Oireachtas Joint and Select Committees

Thursday, 30 March 2023

Joint Oireachtas Committee on Disability Matters

Climate Crisis and Disability: Discussion

Mr. Damien Walshe:

I wish to amplify Mr. Kearns's message. We are currently at the point where it is almost a double-edged sword. We have massively raised the awareness among statutory bodies at a local and national level of the significance and role of DPOs under the UNCRPD. Without the adequate resourcing, however, we cannot respond to the multiple requests we are being asked to participate in at a local and national level. We recognise that a lot of statutory bodies want to engage with people who are disabled through their authentic disabled persons' organisations, but without the resourcing, it is almost impossible to respond. We are one of the few DPOs that have some funding. It is welcome that we can participate in spaces like that, but many organisations locally and nationally do not have that. We need to think about that long-term resourcing.

This goes back to the point made by Deputy Canney. The Deputy is absolutely right. We cannot have a situation where the State is investing money in systems and structures we here know are potentially putting people in danger, whether it is floating bus stops, shared spaces, or disabled parking bays that are in the line of traffic, and which we believe may result in legal action and which would cost the Exchequer more money to remove them. It would cost more money again to build the systems we as DPOs can tell members now will work. While we have section 42 of the Irish Human Rights and Equality Commission Act whereby each public body is supposed to develop its public sector duty to assess issues related to equality and human rights, put effective plans in place that will measure those, and report on them annually, there is not a real effective legislative stick. It is more a case of this ought to be done and the Irish Human Rights and Equality Commission, IHREC will provide guidance. Ultimately, we are looking at people who are disabled needing to take casework, with the support of IHREC under one of its other powers, against local authorities that are in breach of equal status regulations and are in breach of commitments under the UNCRPD, or we could get to a system now where this committee could show real leadership whereby we move from awareness of it being an issue and see what the legislators can do. The policy needs to be brought up to a level. We do not want to see what is happening now in Dublin being replicated across the State so that, in five years' time, somehow it is the DPOs who are the bad guys when millions of euro will have been spent on infrastructure that does not work and which needs to be changed. Let us not invest in that now. We have limited resources as we try to mitigate and adapt to climate change. Let us put those systems and structures in place. Let us future proof.

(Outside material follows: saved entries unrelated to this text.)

//! Light emitter

use crate::foundation::math::Vec4;
use crate::io::{BinaryReader, BinaryWriter, StreamError};
use crate::scene::component::{ComponentContext, Lifecycle};

/// Light model
#[derive(Debug, Clone, Copy, PartialEq, Eq, Default)]
pub enum LightType {
    /// Parallel rays along the entity's forward axis
    #[default]
    Directional,
    /// Omnidirectional with a range
    Point,
    /// Cone with a range and angle
    Spot,
}

impl LightType {
    const fn as_u32(self) -> u32 {
        match self {
            Self::Directional => 0,
            Self::Point => 1,
            Self::Spot => 2,
        }
    }

    fn from_u32(value: u32) -> Result<Self, StreamError> {
        match value {
            0 => Ok(Self::Directional),
            1 => Ok(Self::Point),
            2 => Ok(Self::Spot),
            other => Err(StreamError::InvalidData(format!("light type {other}"))),
        }
    }
}

/// Light component
#[derive(Debug, Clone)]
pub struct Light {
    /// Light model
    pub light_type: LightType,
    /// RGBA color
    pub color: Vec4,
    /// Brightness multiplier
    pub intensity: f32,
    /// Reach of point and spot lights
    pub range: f32,
    /// Spot cone angle in radians
    pub angle: f32,
    /// Whether the light casts shadows
    pub cast_shadows: bool,
    /// Shadow depth bias
    pub bias: f32,
}

impl Default for Light {
    fn default() -> Self {
        Self {
            light_type: LightType::Directional,
            color: Vec4::new(1.0, 0.76, 0.57, 1.0),
            intensity: 2.0,
            range: 10.0,
            angle: 0.5,
            cast_shadows: true,
            bias: 0.0008,
        }
    }
}

impl Lifecycle for Light {
    fn serialize(&self, writer: &mut BinaryWriter<'_>) -> Result<(), StreamError> {
        writer.write_u32(self.light_type.as_u32())?;
        writer.write_vec4(&self.color)?;
        writer.write_f32(self.intensity)?;
        writer.write_f32(self.range)?;
        writer.write_f32(self.angle)?;
        writer.write_bool(self.cast_shadows)?;
        writer.write_f32(self.bias)
    }

    fn deserialize(&mut self, reader: &mut BinaryReader<'_>, _ctx: &ComponentContext<'_>) -> Result<(), StreamError> {
        self.light_type = LightType::from_u32(reader.read_u32()?)?;
        self.color = reader.read_vec4()?;
        self.intensity = reader.read_f32()?;
        self.range = reader.read_f32()?;
        self.angle = reader.read_f32()?;
        self.cast_shadows = reader.read_bool()?;
        self.bias = reader.read_f32()?;
        Ok(())
    }
}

As Mr. Kearns has pointed out, let us future proof how we invest in public transport. Dr. Mooney is right that we all have individual responsibility as citizens, nationally and internationally, to try to reduce our reliance on carbon. We as individuals cannot create inclusive public transport systems. That is the responsibility of the State. Deputy Kenny said that in a rural part of the country a person may not have the luxury of asking what bus he or she can get because they do not exist. If we are talking about investing in systems that will allow all of us to participate in society as equals, let us not have buses in east Galway that we have purchased, the NTA says that is okay and is fine, but constituents then say it does not work for them and where do they as disabled people fit into the system. There is a real commitment in saying that, although we have limited resources, let us not go just for the bare minimum but instead go for systems and structures that are actually future proofed and will meet the needs of people who are disabled, now and into the future.